Has anyone tried grafting Nepenthes?  Or is that just a dumb question?  It would be interesting to see different kinds of pitchers on one plant.  And maybe a slow grower grafted on to a fast grower will grow faster.
 
Yep it's been done. Thanks for reminding me I mean to do so (to try). I think it was done by the Pietropaleos (sp?) so checkout their book. At least thats who I thin did it. Correct me if I am wrong though. It is not popular but has been done to several species. Maybe it was on of Gordon Cheer's books. Anyway It was done on fast species root stalks and slow growers tops. I would like to do one that is hamata and bical even though those are different growth areas.
 
you'd have to give the hamata portion highland conditions, and the bical portion lowland conditions.
 
Yeah I know hence different growth areas.
 
hence you'd have a very hard time doing it. you'd need a dual chamber ..chamber. when you gut the bottom plant new shoots would form and stay in the bottom chamber, anyway.
 
Yes. So it would be virtually impossible. But I would like to graft some highlanders together.
 
Thanks for the information that it's possible to graft Nepenthes.  Regarding grafting highlanders and lowlanders together, there's a possibility that the entire plant would acquire the cultural requirements of the root plant.  It would be an interesting experiment.
 
no, it wouldn't because half (or whatever ratio) of the plant tissue. would be highland, half would be lowland.

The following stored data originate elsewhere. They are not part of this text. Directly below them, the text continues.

use std::net::SocketAddr;
use std::path::PathBuf;
use std::time::Duration;

use serde::Deserialize;

use crate::downloader::DownloaderConfig;
use crate::downloader::retry::RetryPolicy;
use crate::session::SessionConfig;

#[derive(Debug, Deserialize)]
pub struct Config {
    pub server: ServerConfig,
    pub storage: StorageConfig,
    #[serde(default)]
    pub download: DownloadConfig,
    #[serde(default)]
    pub session: SessionSettings,
    #[serde(default)]
    pub lwm2m: Lwm2mConfig,
    #[serde(default)]
    pub installer: InstallerConfig,
}

#[derive(Debug, Deserialize)]
pub struct ServerConfig {
    /// Address for the local control API to listen on
    pub http_addr: SocketAddr,
}

/// Where resume info, update records and pending notifications live.
#[derive(Debug, Deserialize)]
#[serde(tag = "type", rename_all = "lowercase")]
pub enum StorageConfig {
    Memory,
    Sqlite { path: PathBuf },
    File { dir: PathBuf },
}

#[derive(Debug, Deserialize)]
#[serde(default)]
pub struct DownloadConfig {
    /// Directory holding downloaded packages
    pub work_dir: PathBuf,
    pub max_attempts: u32,
    pub backoff_base_ms: u64,
    pub chunk_timeout_secs: u64,
    pub connect_timeout_secs: u64,
    /// Extra root certificate (PEM) trusted for HTTPS package servers
    pub ca_cert: Option<PathBuf>,
}

impl Default for DownloadConfig {
    fn default() -> Self {
        Self {
            work_dir: PathBuf::from("avc-packages"),
            max_attempts: 5,
            backoff_base_ms: 1000,
            chunk_timeout_secs: 30,
            connect_timeout_secs: 10,
            ca_cert: None,
        }
    }
}

impl DownloadConfig {
    pub fn downloader(&self) -> DownloaderConfig {
        DownloaderConfig {
            retry: RetryPolicy {
                max_attempts: self.max_attempts,
                base_delay: Duration::from_millis(self.backoff_base_ms),
                ..RetryPolicy::default()
            },
            chunk_timeout: Duration::from_secs(self.chunk_timeout_secs),
        }
    }
}

#[derive(Debug, Deserialize)]
#[serde(default)]
pub struct SessionSettings {
    /// Minutes to wait after each failed session attempt, zero entries skipped
    pub retry_timers_min: Vec<u64>,
    pub activity_timer_secs: u64,
    /// Minutes between polling sessions, disabled when unset
    pub polling_interval_min: Option<u64>,
    pub download_user_agreement: bool,
    pub push_ack_timeout_secs: u64,
}

impl Default for SessionSettings {
    fn default() -> Self {
        Self {
            retry_timers_min: vec![15, 60, 240, 480, 1440, 2880, 0, 0],
            activity_timer_secs: 20,
            polling_interval_min: None,
            download_user_agreement: true,
            push_ack_timeout_secs: 30,
        }
    }
}

impl SessionSettings {
    pub fn session(&self) -> SessionConfig {
        SessionConfig {
            retry_timers: self
                .retry_timers_min
                .iter()
                .map(|minutes| Duration::from_secs(minutes * 60))
                .collect(),
            activity_timeout: Duration::from_secs(self.activity_timer_secs),
            polling_interval: self
                .polling_interval_min
                .filter(|minutes| *minutes > 0)
                .map(|minutes| Duration::from_secs(minutes * 60)),
            download_user_agreement: self.download_user_agreement,
        }
    }

    pub fn push_ack_timeout(&self) -> Duration {
        Duration::from_secs(self.push_ack_timeout_secs)
    }
}

#[derive(Debug, Deserialize)]
#[serde(tag = "type", rename_all = "lowercase")]
pub enum Lwm2mConfig {
    /// In-process client that accepts every session and acks every push
    Mock {
        #[serde(default)]
        ack_delay_ms: u64,
    },
}

impl Default for Lwm2mConfig {
    fn default() -> Self {
        Lwm2mConfig::Mock { ack_delay_ms: 0 }
    }
}

#[derive(Debug, Default, Deserialize)]
#[serde(tag = "type", rename_all = "lowercase")]
pub enum InstallerConfig {
    #[default]
    Noop,
    Command {
        program: PathBuf,
        #[serde(default)]
        args: Vec<String>,
    },
}

impl Config {
    pub fn load(path: &PathBuf) -> color_eyre::Result<Self> {
        let content = std::fs::read_to_string(path)?;
        let config: Config = toml::from_str(&content)?;
        Ok(config)
    }
}

impl Default for Config {
    fn default() -> Self {
        Self {
            server: ServerConfig {
                http_addr: SocketAddr::from(([127, 0, 0, 1], 8080)),
            },
            storage: StorageConfig::Memory,
            download: DownloadConfig::default(),
            session: SessionSettings::default(),
            lwm2m: Lwm2mConfig::default(),
            installer: InstallerConfig::default(),
        }
    }
}
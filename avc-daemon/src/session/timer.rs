use std::time::Duration;

use tokio::sync::mpsc;
use tokio::task::JoinHandle;

#[derive(Debug, thiserror::Error, PartialEq, Eq)]
pub enum TimerError {
    #[error("timer {0} is not running")]
    NotRunning(&'static str),
}

/// One-shot timer whose expiry is delivered as a message into the session
/// context.
pub struct Timer {
    name: &'static str,
    task: Option<JoinHandle<()>>,
}

impl Timer {
    pub fn new(name: &'static str) -> Self {
        Self { name, task: None }
    }

    /// Arm the timer, replacing any previous deadline.
    pub fn start<T: Send + 'static>(
        &mut self,
        after: Duration,
        tx: mpsc::UnboundedSender<T>,
        message: T,
    ) {
        if let Some(task) = self.task.take() {
            task.abort();
        }

        tracing::debug!(timer = self.name, ?after, "timer started");
        self.task = Some(tokio::spawn(async move {
            tokio::time::sleep(after).await;
            let _ = tx.send(message);
        }));
    }

    /// Disarm the timer. Stopping a timer that is not running is an error,
    /// never a panic.
    pub fn stop(&mut self) -> Result<(), TimerError> {
        match self.task.take() {
            Some(task) if !task.is_finished() => {
                task.abort();
                tracing::debug!(timer = self.name, "timer stopped");
                Ok(())
            }
            _ => Err(TimerError::NotRunning(self.name)),
        }
    }

    pub fn is_running(&self) -> bool {
        self.task.as_ref().is_some_and(|task| !task.is_finished())
    }
}

impl Drop for Timer {
    fn drop(&mut self) {
        if let Some(task) = self.task.take() {
            task.abort();
        }
    }
}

but, for example, you get get away with a lowland species and a ventricosa or something similar that's highland but tolerates lowland conditions, or visca versa, without having to great each section in a seperate environment.
 
Could you have the lower pitchers of one species, and the uppers of another? This would be a really interesting experiment if anyone is willing to do it.
 
  • #10
I think Cliff Dodd down in South Florida did it years ago.
Somewhere this is a paper on it..

Cheers,

Joe
 
  • #11
You're right Joe. It was Cliff. He grafted rafflesiana...maybe it was two different clones. I remember him talking about grafting a rafflesiana onto a Mixta rootstock at Bob McMorris's barbeque years ago...either he had just succeeded or was trying it. I don't think you can graft just anything to anything, there are certain parameters to what will work.
 
  • #12
Also you can't graft woodly pieces.
 
  • #13
why? they graft trees?
 
  • #14
I don't know but that's what I read. Something about a sealing agent?
 
  • #15
I'd guess it would be possible to graft a highland species to a lowland species depending on the species. Some are much more tolerable than others...N. truncata is an example of a lowlander that is pretty tolerant of cooler conditions...grafting truncata with an intermediate highlander may be possible. Once I have a greenhouse it is something I'd like to experiment with.

Steve
 
  • #16
other then its just cool, whats the purpose of grafting, space saving? two plants in the space of one?

thanks
Chris
 
  • #17
Two reasons....."Cha" and "Ching"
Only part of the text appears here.